4.5. Caracterização da infestação por triatomíneos e infecção natural pelo T cruzi

Foram definidos os indicadores de infestação (porcentagem de unidades domiciliares (UD’s) positivas para triatomíneos em relação às pesquisadas), infecção

natural (porcentagem de triatomíneos infectados pelo T.cruzi em relação aos examinados)

e colonização (porcentagem de casas positivas com ninfas no intradomicílio em relação ao número de casas positivas no intradomicílio), buscando identificar qual a espécie de triatomíneo predominante, bem como seu estádio evolutivo e local de captura (intradomicílio e/ou peridomicílio). A unidade domiciliar (UD) é a união do ambiente intradomiciliar e o peridomiciliar, ou seja, é a habitação humana e o seu entorno, com todas as edificações permanentes, temporárias, acúmulos de matérias, cercas, abrigos de animais etc.

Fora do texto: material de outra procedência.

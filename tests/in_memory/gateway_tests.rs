//! Boundary scenarios with status classes.

use super::helpers::{ADMIN, Harness, harness, survey_request};
use rstest::rstest;
use serde_json::{Value, json};
use toolvault::gateway::GatewayError;

fn status<T>(result: Result<T, GatewayError>) -> u16 {
    result.map_or_else(|err| err.status(), |_| 200)
}

#[rstest]
#[tokio::test(flavor = "multi_thread")]
async fn survey_round_trip(harness: Harness) {
    let gateway = &harness.gateway;

    assert_eq!(
        status(gateway.register_tool(Some(ADMIN), survey_request()).await),
        200
    );
    assert_eq!(
        status(
            gateway
                .store_tool_data(
                    "survey",
                    Some("t1"),
                    &json!({"user_id": 101, "feedback": "Great service!"}),
                )
                .await
        ),
        200
    );

    let rows = gateway
        .get_tool_data("survey", None, None)
        .await
        .expect("read should succeed");
    assert_eq!(rows.len(), 1);
    assert_eq!(
        rows.first().and_then(|row| row.get("user_id")),
        Some(&json!(101))
    );

    assert_eq!(
        status(
            gateway
                .store_tool_data(
                    "survey",
                    Some("t1"),
                    &json!({"user_id": "not-an-int", "feedback": "oops"}),
                )
                .await
        ),
        400
    );
    assert_eq!(
        status(gateway.delete_tool(Some(ADMIN), "survey").await),
        200
    );
    assert_eq!(status(gateway.get_tool_data("survey", None, None).await), 404);
}

#[rstest]
#[case(None)]
#[case(Some("not-the-admin"))]
#[tokio::test(flavor = "multi_thread")]
async fn admin_operations_require_the_admin_credential(
    harness: Harness,
    #[case] credential: Option<&str>,
) {
    let registered = harness
        .gateway
        .register_tool(credential, survey_request())
        .await;
    assert!(matches!(registered, Err(GatewayError::Forbidden(_))));

    harness
        .gateway
        .register_tool(Some(ADMIN), survey_request())
        .await
        .expect("admin registration should succeed");
    assert_eq!(
        status(harness.gateway.delete_tool(credential, "survey").await),
        403
    );
    harness
        .gateway
        .describe_tool("survey")
        .await
        .expect("tool should survive a forbidden delete");
}

#[rstest]
#[tokio::test(flavor = "multi_thread")]
async fn duplicate_registration_is_a_client_error(harness: Harness) {
    harness
        .gateway
        .register_tool(Some(ADMIN), survey_request())
        .await
        .expect("first registration should succeed");

    let second = harness
        .gateway
        .register_tool(Some(ADMIN), survey_request())
        .await;

    assert!(matches!(second, Err(GatewayError::Conflict(_))));
    assert_eq!(status(second), 400);
}

#[rstest]
#[tokio::test(flavor = "multi_thread")]
async fn unknown_tools_are_not_found(harness: Harness) {
    assert_eq!(
        status(
            harness
                .gateway
                .store_tool_data("ghost", Some("t1"), &json!({}))
                .await
        ),
        404
    );
    assert_eq!(
        status(harness.gateway.delete_tool(Some(ADMIN), "ghost").await),
        404
    );
    assert_eq!(
        status(harness.gateway.get_tool_data("bad name!", None, None).await),
        404
    );
}

#[rstest]
#[tokio::test(flavor = "multi_thread")]
async fn wrong_tool_token_is_unauthorized(harness: Harness) {
    harness
        .gateway
        .register_tool(Some(ADMIN), survey_request())
        .await
        .expect("registration should succeed");

    let result = harness
        .gateway
        .store_tool_data("survey", Some("t2"), &json!({"user_id": 1}))
        .await;
    assert_eq!(status(result), 401);
}

#[rstest]
#[tokio::test(flavor = "multi_thread")]
async fn store_failures_are_server_errors(harness: Harness) {
    harness
        .tables
        .fail_creates(Some("disk full".to_owned()))
        .expect("failure hook should install");

    let result = harness
        .gateway
        .register_tool(Some(ADMIN), survey_request())
        .await;

    let body = result.map_or_else(|err| err.to_json(), |_| Value::Null);
    assert_eq!(body.get("status"), Some(&json!(500)));
    assert_eq!(body.get("error"), Some(&json!("StoreError")));
}

#[rstest]
#[tokio::test(flavor = "multi_thread")]
async fn health_reflects_registry_availability(harness: Harness) {
    harness
        .gateway
        .health()
        .await
        .expect("healthy registry should report ready");

    harness
        .registry
        .set_unavailable(Some("connection refused".to_owned()))
        .expect("failure hook should install");
    assert_eq!(status(harness.gateway.health().await), 500);
}
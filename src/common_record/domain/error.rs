//! Error types for common record validation.

use thiserror::Error;

/// Errors returned while constructing common record values.
#[derive(Debug, Clone, Error, PartialEq, Eq)]
pub enum CommonRecordDomainError {
    /// The tool name is empty after trimming.
    #[error("tool name must not be empty")]
    EmptyToolName,

    /// The tool name is longer than the shared relation allows.
    #[error("tool name exceeds 50 character limit: {0}")]
    ToolNameTooLong(String),

    /// The sensitivity flag is neither 0 nor 1.
    #[error("sensitive must be 0 or 1, got {0}")]
    InvalidSensitivity(i64),

    /// The record data is not a JSON object.
    #[error("record data must be a JSON object, got {observed}")]
    DataNotAnObject {
        /// JSON kind of the rejected data.
        observed: &'static str,
    },
}
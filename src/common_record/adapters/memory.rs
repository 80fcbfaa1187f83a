//! In-memory common record store.

use crate::common_record::{
    domain::{CommonRecord, CommonToolName, NewCommonRecord},
    ports::{CommonRecordStore, CommonRecordStoreError, CommonRecordStoreResult},
};
use crate::tool_registry::domain::PageRequest;
use async_trait::async_trait;
use std::sync::{Arc, RwLock};

/// Thread-safe in-memory common record store.
#[derive(Debug, Clone, Default)]
pub struct InMemoryCommonRecordStore {
    state: Arc<RwLock<InMemoryCommonState>>,
}

#[derive(Debug, Default)]
struct InMemoryCommonState {
    records: Vec<CommonRecord>,
    next_id: i64,
}

impl InMemoryCommonRecordStore {
    /// Creates an empty store.
    #[must_use]
    pub fn new() -> Self {
        Self::default()
    }

    /// Returns every stored record regardless of tool.
    ///
    /// # Errors
    ///
    /// Returns persistence errors when lock acquisition fails.
    pub fn all(&self) -> CommonRecordStoreResult<Vec<CommonRecord>> {
        let state = self.state.read().map_err(|err| {
            CommonRecordStoreError::persistence(std::io::Error::other(err.to_string()))
        })?;
        Ok(state.records.clone())
    }
}

#[async_trait]
impl CommonRecordStore for InMemoryCommonRecordStore {
    async fn append(&self, record: NewCommonRecord) -> CommonRecordStoreResult<CommonRecord> {
        let mut state = self.state.write().map_err(|err| {
            CommonRecordStoreError::persistence(std::io::Error::other(err.to_string()))
        })?;
        state.next_id = state.next_id.saturating_add(1);
        let stored = record.into_stored(state.next_id);
        state.records.push(stored.clone());
        Ok(stored)
    }

    async fn list_by_tool(
        &self,
        tool_name: &CommonToolName,
        page: PageRequest,
    ) -> CommonRecordStoreResult<Vec<CommonRecord>> {
        let state = self.state.read().map_err(|err| {
            CommonRecordStoreError::persistence(std::io::Error::other(err.to_string()))
        })?;
        let skip = usize::try_from(page.offset()).unwrap_or(usize::MAX);
        let take = usize::try_from(page.limit()).unwrap_or(usize::MAX);
        Ok(state
            .records
            .iter()
            .filter(|record| &record.tool_name == tool_name)
            .skip(skip)
            .take(take)
            .cloned()
            .collect())
    }
}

Todas as unidades domiciliares das localidades selecionadas foram pesquisadas pelos agentes de endemias de forma manual, conforme preconiza o Manual de Normas Técnicas da Campanha de Controle da Doença de Chagas do Ministério da Saúde (1980), utilizando como instrumento de coleta de dados os formulários próprios dessa atividade

(Anexo G). Foram inspecionados todos os locais possíveis de abrigar triatomíneos, seja na casa, nos anexos e em todos os outros locais da unidade domiciliar que estiverem sendo pesquisados (cercas, materiais expostos, alpendres etc). Todas as superfícies, internas e externas, de paredes, móveis, outros utensílios e objetos diversos devem ser observados (BRASIL, 1980). Além das informações rotineiras obtidas no formulário padrão de campo (Anexo G), foi anotado o local específico de captura, conforme Anexo H. O intradomicílio foi considerado como um único lugar, e o peridomicílio dividido em tipos de anexos: 1) galinheiro; 2) chiqueiro; 3) paiol; 4) lenha; 5) pedra, telha e tijolo; e 6) outros.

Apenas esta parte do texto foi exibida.